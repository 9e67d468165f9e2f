use std::net::SocketAddr;
use std::sync::Arc;

use futures::future::BoxFuture;
use jsonrpsee::server::{Server, ServerHandle};
use jsonrpsee::types::ErrorObjectOwned;
use jsonrpsee::RpcModule;
use serde_json::{json, Value};
use tracing::info;

use braid_core::types::Quantity;

use crate::codec::{self, BlockId};
use crate::error::{CodecError, GatewayError};
use crate::master::MasterClient;
use crate::pipeline::{self, ArgValue, Args, MethodSpec, ParamSpec};
use crate::tx_build;

/// Shared state passed to every handler. Immutable for the lifetime of the
/// server; the master connection is the only capability handlers reach for.
#[derive(Clone, Default)]
pub struct GatewayState {
    /// Optional connection to the master service executing transactions.
    pub master: Option<Arc<dyn MasterClient>>,
}

impl GatewayState {
    pub fn new(master: Option<Arc<dyn MasterClient>>) -> Self {
        Self { master }
    }

    pub(crate) fn master(&self) -> Result<Arc<dyn MasterClient>, GatewayError> {
        self.master.clone().ok_or(GatewayError::MasterUnavailable)
    }
}

/// The JSON-RPC gateway server: a registry of pipelined method entries
/// bound to the jsonrpsee transport.
pub struct RpcServer {
    state: GatewayState,
    registry: Vec<MethodSpec>,
}

impl RpcServer {
    /// Build the server and its method registry.
    pub fn new(state: GatewayState) -> Self {
        Self {
            state,
            registry: registry(),
        }
    }

    /// Register every method entry on a jsonrpsee module.
    pub fn into_module(self) -> anyhow::Result<RpcModule<GatewayState>> {
        let mut module = RpcModule::new(self.state);
        for spec in self.registry {
            let spec = Arc::new(spec);
            let name = spec.name;
            module.register_async_method(name, move |params, state, _| {
                let spec = Arc::clone(&spec);
                async move {
                    pipeline::dispatch(&spec, params, state)
                        .await
                        .map_err(ErrorObjectOwned::from)
                }
            })?;
        }
        Ok(module)
    }

    /// Start the JSON-RPC server on `addr`. Returns a handle to stop it.
    pub async fn start(self, addr: SocketAddr) -> anyhow::Result<ServerHandle> {
        let server = Server::builder().build(addr).await?;
        let module = self.into_module()?;
        let handle = server.start(module);
        info!(%addr, "JSON-RPC gateway started");
        Ok(handle)
    }
}

/// The method table: every exposed method with its argument decoders and
/// result encoder. Built once per server.
fn registry() -> Vec<MethodSpec> {
    vec![
        MethodSpec {
            name: "echo",
            params: vec![ParamSpec {
                name: "data",
                decode: dec_data,
                default: None,
            }],
            encode_result: Some(enc_data),
            handler: echo,
        },
        MethodSpec {
            name: "getTransactionCount",
            params: vec![
                ParamSpec {
                    name: "address",
                    decode: dec_address,
                    default: None,
                },
                ParamSpec {
                    name: "blockId",
                    decode: dec_block_id,
                    default: Some(ArgValue::Block(BlockId::Pending)),
                },
            ],
            encode_result: None,
            handler: get_transaction_count,
        },
        MethodSpec {
            name: "sendTransaction",
            params: vec![ParamSpec {
                name: "data",
                decode: dec_raw,
                default: None,
            }],
            encode_result: None,
            handler: tx_build::send_transaction,
        },
    ]
}

// ── Decoder / encoder adapters ───────────────────────────────────────────────

fn dec_data(v: &Value) -> Result<ArgValue, CodecError> {
    codec::decode_data(v).map(ArgValue::Data)
}

fn dec_address(v: &Value) -> Result<ArgValue, CodecError> {
    codec::decode_address(v).map(ArgValue::Address)
}

fn dec_block_id(v: &Value) -> Result<ArgValue, CodecError> {
    codec::decode_block_id(v).map(ArgValue::Block)
}

fn dec_raw(v: &Value) -> Result<ArgValue, CodecError> {
    Ok(ArgValue::Json(v.clone()))
}

fn enc_data(out: ArgValue) -> Result<Value, CodecError> {
    match out {
        ArgValue::Data(bytes) => Ok(Value::String(codec::encode_data(&bytes, None))),
        other => Err(CodecError::Precondition(format!(
            "result is not data: {other:?}"
        ))),
    }
}

// ── Handlers ─────────────────────────────────────────────────────────────────

fn echo(
    _state: Arc<GatewayState>,
    args: Args,
) -> BoxFuture<'static, Result<ArgValue, GatewayError>> {
    Box::pin(async move { Ok(ArgValue::Data(args.data("data")?)) })
}

fn get_transaction_count(
    state: Arc<GatewayState>,
    args: Args,
) -> BoxFuture<'static, Result<ArgValue, GatewayError>> {
    Box::pin(async move {
        let address = args.address("address")?;
        // Validated but unused: the master resolves counts on the pending
        // state regardless of the requested block.
        let _block_id = args.block("blockId")?;

        let (branch, count) = state.master()?.get_transaction_count(address).await?;
        Ok(ArgValue::Json(json!({
            "branch": codec::encode_branch(&branch),
            "count": codec::encode_quantity(Quantity::from(count)),
        })))
    })
}
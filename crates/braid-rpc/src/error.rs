use jsonrpsee::types::{ErrorObject, ErrorObjectOwned};
use thiserror::Error;

use crate::master::MasterError;

/// Wire codec failures. Everything here is detected before a handler body
/// runs and reaches the client as an invalid-params error.
#[derive(Debug, Error, PartialEq, Eq)]
pub enum CodecError {
    /// Malformed hex or quantity wire value (bad prefix, non-hex digit,
    /// leading zero).
    #[error("{0}")]
    InvalidEncoding(String),

    /// Decoded byte buffer has the wrong fixed size.
    #[error("{kind} hashes must be 32 bytes long")]
    InvalidLength { kind: &'static str },

    /// A value violated a codec contract that the type system cannot
    /// enforce (legacy odd-length pad ceiling, handler/registry mismatch).
    #[error("{0}")]
    Precondition(String),

    /// Client-facing parameter error: business validation and domain-object
    /// deserialization failures.
    #[error("{0}")]
    InvalidParams(String),
}

/// Request-level failures surfaced to the JSON-RPC layer.
#[derive(Debug, Error)]
pub enum GatewayError {
    #[error(transparent)]
    Codec(#[from] CodecError),

    #[error("master service not connected")]
    MasterUnavailable,

    #[error(transparent)]
    Master(#[from] MasterError),
}

fn rpc_err(code: i32, msg: impl Into<String>) -> ErrorObjectOwned {
    ErrorObject::owned(code, msg.into(), None::<()>)
}

impl From<GatewayError> for ErrorObjectOwned {
    fn from(err: GatewayError) -> Self {
        match err {
            GatewayError::Codec(e) => rpc_err(-32602, e.to_string()),
            other => rpc_err(-32603, other.to_string()),
        }
    }
}
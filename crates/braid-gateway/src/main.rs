//! braid-gateway — standalone JSON-RPC gateway binary.
//!
//! Startup sequence:
//!   1. Initialise tracing from the environment filter
//!   2. Build the method registry
//!   3. Serve JSON-RPC 2.0 over HTTP until stopped
//!
//! Without a master-service connection the gateway still serves `echo`;
//! submission and count methods report an internal error.

use std::net::SocketAddr;

use clap::Parser;
use tracing::{info, warn};

use braid_rpc::{GatewayState, RpcServer};

#[derive(Parser, Debug)]
#[command(
    name = "braid-gateway",
    version,
    about = "Braid JSON-RPC gateway — the wire surface of a sharded ledger"
)]
struct Args {
    /// JSON-RPC listen address.
    #[arg(long, default_value = "127.0.0.1:38391")]
    rpc_addr: SocketAddr,
}

#[tokio::main]
async fn main() -> anyhow::Result<()> {
    tracing_subscriber::fmt()
        .with_env_filter(
            tracing_subscriber::EnvFilter::try_from_default_env()
                .unwrap_or_else(|_| "info,braid_rpc=debug".parse().unwrap()),
        )
        .init();

    let args = Args::parse();
    info!("Braid gateway starting");
    warn!("no master service connected; submission methods will fail");

    let server = RpcServer::new(GatewayState::new(None));
    let handle = server.start(args.rpc_addr).await?;

    handle.stopped().await;
    Ok(())
}
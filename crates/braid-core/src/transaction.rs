use serde::{Deserialize, Serialize};
use sha3::{Digest, Keccak256};

use crate::types::{Quantity, TxHash};

/// A fully-formed, signed transaction as accepted by the master service.
///
/// The gateway only constructs and submits these; execution, balance
/// tracking, and persistence belong to the master service. The transaction
/// hash is Keccak-256 of the canonical bincode serialization of all fields.
#[derive(Clone, Debug, PartialEq, Eq, Serialize, Deserialize)]
pub struct Transaction {
    /// Sender's per-branch sequence number.
    pub nonce: Quantity,

    pub gas_price: Quantity,

    pub start_gas: Quantity,

    /// Recipient account, absent for contract creation.
    pub to: Option<[u8; 20]>,

    pub value: Quantity,

    /// Call data / contract init code.
    pub data: Vec<u8>,

    /// Signature components. The gateway requires all three non-zero.
    pub v: Quantity,
    pub r: Quantity,
    pub s: Quantity,

    /// Packed value of the branch this transaction executes on.
    pub branch_value: u32,

    /// Cross-branch withdraw amount (0 when unused).
    pub withdraw: Quantity,

    pub withdraw_sign: i8,

    /// Serialized withdraw recipient address, empty when no withdraw.
    pub withdraw_to: Vec<u8>,
}

impl Transaction {
    /// Canonical bytes covered by the transaction hash.
    pub fn wire_bytes(&self) -> Vec<u8> {
        bincode::serialize(self).expect("transaction serialization is infallible")
    }

    pub fn hash(&self) -> TxHash {
        let digest = Keccak256::digest(self.wire_bytes());
        TxHash(digest.into())
    }
}
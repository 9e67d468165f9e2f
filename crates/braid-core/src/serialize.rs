use crate::error::WireError;
use crate::types::{Address, Branch};

/// Fixed-format byte codec for domain objects carried over the wire.
///
/// The RPC codec treats these buffers as opaque: it only strips or adds the
/// hex wrapper and delegates the byte layout to this trait.
pub trait WireSerialize: Sized {
    /// Object kind, used in error messages ("address", "branch").
    const KIND: &'static str;

    fn to_wire_bytes(&self) -> Vec<u8>;

    fn from_wire_bytes(bytes: &[u8]) -> Result<Self, WireError>;
}

/// Wire form: recipient (20 bytes) followed by full shard id (4 bytes,
/// big-endian). 24 bytes total.
impl WireSerialize for Address {
    const KIND: &'static str = "address";

    fn to_wire_bytes(&self) -> Vec<u8> {
        let mut out = Vec::with_capacity(24);
        out.extend_from_slice(&self.recipient);
        out.extend_from_slice(&self.full_shard_id.to_be_bytes());
        out
    }

    fn from_wire_bytes(bytes: &[u8]) -> Result<Self, WireError> {
        if bytes.len() != 24 {
            return Err(WireError::UnexpectedLength {
                kind: Self::KIND,
                expected: 24,
                got: bytes.len(),
            });
        }
        let mut recipient = [0u8; 20];
        recipient.copy_from_slice(&bytes[..20]);
        let mut shard = [0u8; 4];
        shard.copy_from_slice(&bytes[20..]);
        Ok(Address {
            recipient,
            full_shard_id: u32::from_be_bytes(shard),
        })
    }
}

/// Wire form: the packed branch value as 4 big-endian bytes.
impl WireSerialize for Branch {
    const KIND: &'static str = "branch";

    fn to_wire_bytes(&self) -> Vec<u8> {
        self.0.to_be_bytes().to_vec()
    }

    fn from_wire_bytes(bytes: &[u8]) -> Result<Self, WireError> {
        if bytes.len() != 4 {
            return Err(WireError::UnexpectedLength {
                kind: Self::KIND,
                expected: 4,
                got: bytes.len(),
            });
        }
        let mut value = [0u8; 4];
        value.copy_from_slice(bytes);
        let value = u32::from_be_bytes(value);
        // The packed form always carries the shard-size bit.
        if value == 0 {
            return Err(WireError::ZeroValue { kind: Self::KIND });
        }
        Ok(Branch(value))
    }
}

▶ [What is required]
Each line with "impl" in it must be identified and copied from the material.

▶ [Task output]
impl GatewayState {
impl RpcServer {
fn rpc_err(code: i32, msg: impl Into<String>) -> ErrorObjectOwned {
impl From<GatewayError> for ErrorObjectOwned {
impl Transaction {
impl WireSerialize for Address {
impl WireSerialize for Branch {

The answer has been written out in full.